## DIRECTIONS
Print out the records that follow, exactly and completely.

GIVEN DATA START

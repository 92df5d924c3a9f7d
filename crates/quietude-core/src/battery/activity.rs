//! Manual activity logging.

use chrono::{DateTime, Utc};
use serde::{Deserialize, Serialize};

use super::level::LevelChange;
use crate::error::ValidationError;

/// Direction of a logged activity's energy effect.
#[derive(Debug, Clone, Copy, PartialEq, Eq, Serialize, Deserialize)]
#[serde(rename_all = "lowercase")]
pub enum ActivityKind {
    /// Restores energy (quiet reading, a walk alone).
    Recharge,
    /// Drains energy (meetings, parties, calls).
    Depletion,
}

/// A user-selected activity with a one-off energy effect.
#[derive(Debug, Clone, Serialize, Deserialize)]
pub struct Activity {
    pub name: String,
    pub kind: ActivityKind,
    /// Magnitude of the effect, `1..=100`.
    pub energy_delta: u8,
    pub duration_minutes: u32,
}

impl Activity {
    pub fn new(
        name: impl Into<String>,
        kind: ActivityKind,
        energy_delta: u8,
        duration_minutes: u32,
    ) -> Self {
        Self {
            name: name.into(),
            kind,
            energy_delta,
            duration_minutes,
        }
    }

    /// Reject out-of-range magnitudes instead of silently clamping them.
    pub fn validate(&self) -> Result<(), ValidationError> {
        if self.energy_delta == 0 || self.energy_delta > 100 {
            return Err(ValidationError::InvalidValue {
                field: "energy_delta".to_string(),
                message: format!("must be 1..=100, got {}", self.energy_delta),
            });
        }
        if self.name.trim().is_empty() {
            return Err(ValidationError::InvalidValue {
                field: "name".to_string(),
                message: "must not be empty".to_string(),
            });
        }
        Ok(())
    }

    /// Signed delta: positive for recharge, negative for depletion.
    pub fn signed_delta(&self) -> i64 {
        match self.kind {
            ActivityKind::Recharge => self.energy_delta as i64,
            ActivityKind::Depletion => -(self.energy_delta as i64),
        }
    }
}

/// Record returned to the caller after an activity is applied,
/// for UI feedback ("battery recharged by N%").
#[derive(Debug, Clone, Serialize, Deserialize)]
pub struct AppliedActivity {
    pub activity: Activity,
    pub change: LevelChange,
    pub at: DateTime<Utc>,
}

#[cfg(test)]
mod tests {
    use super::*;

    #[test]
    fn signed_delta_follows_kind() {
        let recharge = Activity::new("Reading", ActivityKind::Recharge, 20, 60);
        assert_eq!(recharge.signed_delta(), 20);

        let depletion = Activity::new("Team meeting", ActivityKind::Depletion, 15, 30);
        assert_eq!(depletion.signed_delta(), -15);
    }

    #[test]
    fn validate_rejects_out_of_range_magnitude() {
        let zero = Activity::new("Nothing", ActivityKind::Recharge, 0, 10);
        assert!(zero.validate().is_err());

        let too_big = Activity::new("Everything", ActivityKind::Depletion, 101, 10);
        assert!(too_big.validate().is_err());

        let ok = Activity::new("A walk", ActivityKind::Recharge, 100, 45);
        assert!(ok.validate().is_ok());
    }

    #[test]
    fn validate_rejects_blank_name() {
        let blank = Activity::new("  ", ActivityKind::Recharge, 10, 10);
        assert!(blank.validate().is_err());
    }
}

GIVEN DATA END

## SOLUTION TO THIS PROBLEM
repository 92df5d924c3a9f7d
filename crates/quietude-core/src/battery/activity.rs
//! Manual activity logging.

use chrono::{DateTime, Utc};
use serde::{Deserialize, Serialize};

use super::level::LevelChange;
use crate::error::ValidationError;

/// Direction of a logged activity's energy effect.
#[derive(Debug, Clone, Copy, PartialEq, Eq, Serialize, Deserialize)]
#[serde(rename_all = "lowercase")]
pub enum ActivityKind {
    /// Restores energy (quiet reading, a walk alone).
    Recharge,
    /// Drains energy (meetings, parties, calls).
    Depletion,
}

/// A user-selected activity with a one-off energy effect.
#[derive(Debug, Clone, Serialize, Deserialize)]
pub struct Activity {
    pub name: String,
    pub kind: ActivityKind,
    /// Magnitude of the effect, `1..=100`.
    pub energy_delta: u8,
    pub duration_minutes: u32,
}

impl Activity {
    pub fn new(
        name: impl Into<String>,
        kind: ActivityKind,
        energy_delta: u8,
        duration_minutes: u32,
    ) -> Self {
        Self {
            name: name.into(),
            kind,
            energy_delta,
            duration_minutes,
        }
    }

    /// Reject out-of-range magnitudes instead of silently clamping them.
    pub fn validate(&self) -> Result<(), ValidationError> {
        if self.energy_delta == 0 || self.energy_delta > 100 {
            return Err(ValidationError::InvalidValue {
                field: "energy_delta".to_string(),
                message: format!("must be 1..=100, got {}", self.energy_delta),
            });
        }
        if self.name.trim().is_empty() {
            return Err(ValidationError::InvalidValue {
                field: "name".to_string(),
                message: "must not be empty".to_string(),
            });
        }
        Ok(())
    }

    /// Signed delta: positive for recharge, negative for depletion.
    pub fn signed_delta(&self) -> i64 {
        match self.kind {
            ActivityKind::Recharge => self.energy_delta as i64,
            ActivityKind::Depletion => -(self.energy_delta as i64),
        }
    }
}

/// Record returned to the caller after an activity is applied,
/// for UI feedback ("battery recharged by N%").
#[derive(Debug, Clone, Serialize, Deserialize)]
pub struct AppliedActivity {
    pub activity: Activity,
    pub change: LevelChange,
    pub at: DateTime<Utc>,
}

#[cfg(test)]
mod tests {
    use super::*;

    #[test]
    fn signed_delta_follows_kind() {
        let recharge = Activity::new("Reading", ActivityKind::Recharge, 20, 60);
        assert_eq!(recharge.signed_delta(), 20);

        let depletion = Activity::new("Team meeting", ActivityKind::Depletion, 15, 30);
        assert_eq!(depletion.signed_delta(), -15);
    }

    #[test]
    fn validate_rejects_out_of_range_magnitude() {
        let zero = Activity::new("Nothing", ActivityKind::Recharge, 0, 10);
        assert!(zero.validate().is_err());

        let too_big = Activity::new("Everything", ActivityKind::Depletion, 101, 10);
        assert!(too_big.validate().is_err());

        let ok = Activity::new("A walk", ActivityKind::Recharge, 100, 45);
        assert!(ok.validate().is_ok());
    }

    #[test]
    fn validate_rejects_blank_name() {
        let blank = Activity::new("  ", ActivityKind::Recharge, 10, 10);
        assert!(blank.validate().is_err());
    }
}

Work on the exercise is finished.